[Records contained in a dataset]
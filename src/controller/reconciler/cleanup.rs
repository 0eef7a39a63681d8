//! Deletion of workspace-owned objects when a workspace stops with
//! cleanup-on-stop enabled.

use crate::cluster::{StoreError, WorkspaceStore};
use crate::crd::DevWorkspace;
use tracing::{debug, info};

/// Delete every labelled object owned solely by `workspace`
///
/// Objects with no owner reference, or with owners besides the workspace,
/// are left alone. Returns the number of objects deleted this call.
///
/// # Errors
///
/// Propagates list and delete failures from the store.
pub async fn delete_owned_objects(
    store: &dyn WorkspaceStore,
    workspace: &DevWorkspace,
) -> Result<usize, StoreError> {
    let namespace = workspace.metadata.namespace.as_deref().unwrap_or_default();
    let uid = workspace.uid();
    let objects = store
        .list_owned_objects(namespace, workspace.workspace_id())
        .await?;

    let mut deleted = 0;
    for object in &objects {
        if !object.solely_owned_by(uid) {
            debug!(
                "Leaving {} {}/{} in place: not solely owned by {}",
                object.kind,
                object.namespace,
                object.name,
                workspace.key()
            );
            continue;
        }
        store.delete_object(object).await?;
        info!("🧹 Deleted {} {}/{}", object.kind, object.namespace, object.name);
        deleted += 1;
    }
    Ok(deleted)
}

==

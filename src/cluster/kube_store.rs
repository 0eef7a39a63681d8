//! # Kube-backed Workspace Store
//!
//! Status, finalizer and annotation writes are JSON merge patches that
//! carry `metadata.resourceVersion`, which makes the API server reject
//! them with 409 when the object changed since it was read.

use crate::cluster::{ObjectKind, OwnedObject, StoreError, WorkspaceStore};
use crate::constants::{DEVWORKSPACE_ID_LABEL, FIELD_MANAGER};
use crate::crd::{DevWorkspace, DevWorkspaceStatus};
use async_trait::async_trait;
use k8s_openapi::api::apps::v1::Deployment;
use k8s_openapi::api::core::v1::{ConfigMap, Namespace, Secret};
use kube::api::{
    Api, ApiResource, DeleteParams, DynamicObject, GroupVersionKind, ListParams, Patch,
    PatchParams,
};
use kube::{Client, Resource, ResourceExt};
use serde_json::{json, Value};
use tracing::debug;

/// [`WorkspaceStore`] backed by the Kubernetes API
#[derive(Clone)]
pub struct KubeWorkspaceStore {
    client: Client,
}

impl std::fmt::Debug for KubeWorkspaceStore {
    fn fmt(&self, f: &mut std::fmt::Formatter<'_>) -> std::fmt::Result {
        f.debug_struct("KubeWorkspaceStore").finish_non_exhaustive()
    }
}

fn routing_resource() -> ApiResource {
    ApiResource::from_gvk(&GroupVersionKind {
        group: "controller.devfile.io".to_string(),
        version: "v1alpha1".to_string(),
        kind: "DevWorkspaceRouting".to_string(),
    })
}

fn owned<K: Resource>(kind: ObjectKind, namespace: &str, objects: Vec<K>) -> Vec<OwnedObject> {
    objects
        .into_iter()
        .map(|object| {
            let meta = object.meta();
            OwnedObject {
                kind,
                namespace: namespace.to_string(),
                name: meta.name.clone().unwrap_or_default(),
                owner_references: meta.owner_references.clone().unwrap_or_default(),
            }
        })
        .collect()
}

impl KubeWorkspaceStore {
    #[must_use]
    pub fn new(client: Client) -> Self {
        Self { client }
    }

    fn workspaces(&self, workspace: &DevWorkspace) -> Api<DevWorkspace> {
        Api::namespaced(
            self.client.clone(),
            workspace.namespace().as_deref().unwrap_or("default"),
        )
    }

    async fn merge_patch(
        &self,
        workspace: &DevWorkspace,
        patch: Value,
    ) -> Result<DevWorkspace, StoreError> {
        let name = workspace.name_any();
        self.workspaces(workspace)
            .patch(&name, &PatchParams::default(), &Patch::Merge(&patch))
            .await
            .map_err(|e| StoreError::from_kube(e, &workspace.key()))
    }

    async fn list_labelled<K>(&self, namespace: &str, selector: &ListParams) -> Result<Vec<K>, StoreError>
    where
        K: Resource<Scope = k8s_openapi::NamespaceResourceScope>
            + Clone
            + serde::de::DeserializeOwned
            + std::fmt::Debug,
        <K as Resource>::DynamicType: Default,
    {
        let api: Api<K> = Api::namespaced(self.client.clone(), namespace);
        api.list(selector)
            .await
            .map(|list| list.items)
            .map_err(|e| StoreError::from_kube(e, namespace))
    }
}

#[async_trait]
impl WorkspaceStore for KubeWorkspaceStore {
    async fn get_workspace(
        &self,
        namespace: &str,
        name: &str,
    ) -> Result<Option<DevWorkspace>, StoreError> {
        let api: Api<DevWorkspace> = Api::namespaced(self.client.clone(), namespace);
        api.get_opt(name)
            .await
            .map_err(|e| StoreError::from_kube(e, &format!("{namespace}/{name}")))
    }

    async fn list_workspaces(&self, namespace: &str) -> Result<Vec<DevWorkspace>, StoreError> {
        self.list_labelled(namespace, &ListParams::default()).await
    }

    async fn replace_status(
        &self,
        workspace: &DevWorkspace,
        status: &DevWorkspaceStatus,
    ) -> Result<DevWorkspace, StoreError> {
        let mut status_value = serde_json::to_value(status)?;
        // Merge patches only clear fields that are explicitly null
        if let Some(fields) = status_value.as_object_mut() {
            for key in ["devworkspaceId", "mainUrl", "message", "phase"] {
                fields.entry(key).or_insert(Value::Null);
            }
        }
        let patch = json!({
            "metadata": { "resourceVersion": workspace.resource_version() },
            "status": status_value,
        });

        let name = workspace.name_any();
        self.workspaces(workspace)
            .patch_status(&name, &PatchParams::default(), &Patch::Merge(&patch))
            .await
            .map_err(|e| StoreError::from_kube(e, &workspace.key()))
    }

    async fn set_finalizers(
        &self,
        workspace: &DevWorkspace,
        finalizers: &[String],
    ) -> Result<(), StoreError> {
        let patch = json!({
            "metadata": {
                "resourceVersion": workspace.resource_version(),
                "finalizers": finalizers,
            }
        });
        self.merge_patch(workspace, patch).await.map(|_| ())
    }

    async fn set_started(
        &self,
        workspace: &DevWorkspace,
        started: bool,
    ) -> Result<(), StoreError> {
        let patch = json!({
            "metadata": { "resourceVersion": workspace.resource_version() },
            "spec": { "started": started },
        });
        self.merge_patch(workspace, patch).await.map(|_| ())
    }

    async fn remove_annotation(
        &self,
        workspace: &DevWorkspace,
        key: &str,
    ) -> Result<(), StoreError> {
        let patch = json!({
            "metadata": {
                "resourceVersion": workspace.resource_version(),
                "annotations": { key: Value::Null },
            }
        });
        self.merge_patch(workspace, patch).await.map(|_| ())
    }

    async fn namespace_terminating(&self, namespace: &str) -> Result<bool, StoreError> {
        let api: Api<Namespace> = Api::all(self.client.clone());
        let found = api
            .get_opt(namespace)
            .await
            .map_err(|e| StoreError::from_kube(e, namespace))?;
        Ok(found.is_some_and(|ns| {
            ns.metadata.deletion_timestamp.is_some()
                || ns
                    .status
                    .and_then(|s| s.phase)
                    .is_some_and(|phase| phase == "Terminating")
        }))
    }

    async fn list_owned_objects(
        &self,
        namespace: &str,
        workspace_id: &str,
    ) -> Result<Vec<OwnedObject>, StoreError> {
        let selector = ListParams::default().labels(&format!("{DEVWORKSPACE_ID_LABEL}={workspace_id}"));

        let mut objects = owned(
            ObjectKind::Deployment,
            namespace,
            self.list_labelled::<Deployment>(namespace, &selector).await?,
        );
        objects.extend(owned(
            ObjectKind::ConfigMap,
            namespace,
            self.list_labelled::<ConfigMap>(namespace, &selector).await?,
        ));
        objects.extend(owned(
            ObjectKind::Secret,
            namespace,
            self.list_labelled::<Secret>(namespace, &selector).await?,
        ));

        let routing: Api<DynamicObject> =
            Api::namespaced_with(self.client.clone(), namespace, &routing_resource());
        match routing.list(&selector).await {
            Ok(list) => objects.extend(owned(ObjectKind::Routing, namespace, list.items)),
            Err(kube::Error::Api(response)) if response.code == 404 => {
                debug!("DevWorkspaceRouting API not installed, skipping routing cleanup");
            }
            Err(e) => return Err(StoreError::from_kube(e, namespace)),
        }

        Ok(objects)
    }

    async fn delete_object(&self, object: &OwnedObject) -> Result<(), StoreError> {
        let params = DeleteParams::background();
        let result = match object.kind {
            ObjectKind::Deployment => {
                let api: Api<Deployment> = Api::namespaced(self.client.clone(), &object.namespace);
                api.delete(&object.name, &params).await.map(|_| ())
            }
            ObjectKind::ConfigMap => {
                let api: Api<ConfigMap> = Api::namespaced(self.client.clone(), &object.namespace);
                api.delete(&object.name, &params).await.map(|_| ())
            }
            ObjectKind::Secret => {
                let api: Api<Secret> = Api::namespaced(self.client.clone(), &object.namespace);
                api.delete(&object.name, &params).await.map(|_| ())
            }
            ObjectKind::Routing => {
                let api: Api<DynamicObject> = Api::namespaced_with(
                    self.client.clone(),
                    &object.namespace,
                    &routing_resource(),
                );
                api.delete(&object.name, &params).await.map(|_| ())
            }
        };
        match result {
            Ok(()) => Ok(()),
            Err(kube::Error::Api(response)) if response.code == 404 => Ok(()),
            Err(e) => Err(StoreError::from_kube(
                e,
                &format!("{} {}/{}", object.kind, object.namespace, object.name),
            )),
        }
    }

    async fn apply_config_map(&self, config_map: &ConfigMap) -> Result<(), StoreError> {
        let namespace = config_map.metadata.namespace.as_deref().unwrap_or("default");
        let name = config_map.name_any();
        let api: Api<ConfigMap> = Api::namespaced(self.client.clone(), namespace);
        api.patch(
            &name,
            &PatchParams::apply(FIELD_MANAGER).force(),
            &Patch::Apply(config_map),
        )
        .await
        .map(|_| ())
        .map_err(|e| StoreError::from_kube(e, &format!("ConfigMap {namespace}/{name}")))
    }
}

...

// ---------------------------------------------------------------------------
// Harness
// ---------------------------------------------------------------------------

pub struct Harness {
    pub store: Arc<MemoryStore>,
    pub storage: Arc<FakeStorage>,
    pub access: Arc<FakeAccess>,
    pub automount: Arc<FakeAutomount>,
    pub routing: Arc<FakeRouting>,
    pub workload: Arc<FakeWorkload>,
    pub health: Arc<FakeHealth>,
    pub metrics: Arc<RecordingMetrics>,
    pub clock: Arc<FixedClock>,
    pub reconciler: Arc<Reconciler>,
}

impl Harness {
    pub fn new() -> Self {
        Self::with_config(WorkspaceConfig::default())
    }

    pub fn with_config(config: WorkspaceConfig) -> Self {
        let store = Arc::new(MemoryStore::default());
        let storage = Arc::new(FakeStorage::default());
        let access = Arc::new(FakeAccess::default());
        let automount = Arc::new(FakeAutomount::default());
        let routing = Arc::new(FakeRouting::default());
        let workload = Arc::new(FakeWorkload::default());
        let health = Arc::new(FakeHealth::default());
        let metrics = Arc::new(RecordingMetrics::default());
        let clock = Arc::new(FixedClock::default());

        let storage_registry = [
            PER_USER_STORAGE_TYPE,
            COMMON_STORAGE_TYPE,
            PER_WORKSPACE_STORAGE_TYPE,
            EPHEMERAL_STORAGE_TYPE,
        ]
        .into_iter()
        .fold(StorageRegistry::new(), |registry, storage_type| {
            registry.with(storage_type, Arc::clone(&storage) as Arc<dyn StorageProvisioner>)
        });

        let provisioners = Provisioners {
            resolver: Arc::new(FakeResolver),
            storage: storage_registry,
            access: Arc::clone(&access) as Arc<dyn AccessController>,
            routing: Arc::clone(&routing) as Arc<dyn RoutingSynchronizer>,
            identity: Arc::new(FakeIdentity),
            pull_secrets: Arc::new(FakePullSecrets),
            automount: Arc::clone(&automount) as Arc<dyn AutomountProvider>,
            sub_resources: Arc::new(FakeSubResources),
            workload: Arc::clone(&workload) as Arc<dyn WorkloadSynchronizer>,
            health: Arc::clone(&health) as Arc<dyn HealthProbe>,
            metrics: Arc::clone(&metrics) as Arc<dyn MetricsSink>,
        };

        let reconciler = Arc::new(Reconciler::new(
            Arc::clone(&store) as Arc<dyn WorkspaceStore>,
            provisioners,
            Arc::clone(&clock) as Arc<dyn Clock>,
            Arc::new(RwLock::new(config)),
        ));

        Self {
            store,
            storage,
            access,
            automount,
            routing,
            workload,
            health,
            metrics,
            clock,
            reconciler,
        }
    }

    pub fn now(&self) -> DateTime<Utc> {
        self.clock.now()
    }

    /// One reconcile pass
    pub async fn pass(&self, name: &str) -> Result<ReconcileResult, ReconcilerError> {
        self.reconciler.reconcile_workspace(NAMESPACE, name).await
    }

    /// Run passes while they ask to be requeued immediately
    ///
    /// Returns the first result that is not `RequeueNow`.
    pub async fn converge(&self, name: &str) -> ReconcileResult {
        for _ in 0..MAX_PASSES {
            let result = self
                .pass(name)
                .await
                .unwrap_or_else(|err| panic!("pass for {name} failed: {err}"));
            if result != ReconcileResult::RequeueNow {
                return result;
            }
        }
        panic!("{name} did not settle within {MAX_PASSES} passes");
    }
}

TRY IT ▸ Go through the records above and copy every line holding the word "KubeWorkspaceStore".

EXPECTED OUTPUT ▸
pub struct KubeWorkspaceStore {
impl std::fmt::Debug for KubeWorkspaceStore {
        f.debug_struct("KubeWorkspaceStore").finish_non_exhaustive()
impl KubeWorkspaceStore {
impl WorkspaceStore for KubeWorkspaceStore {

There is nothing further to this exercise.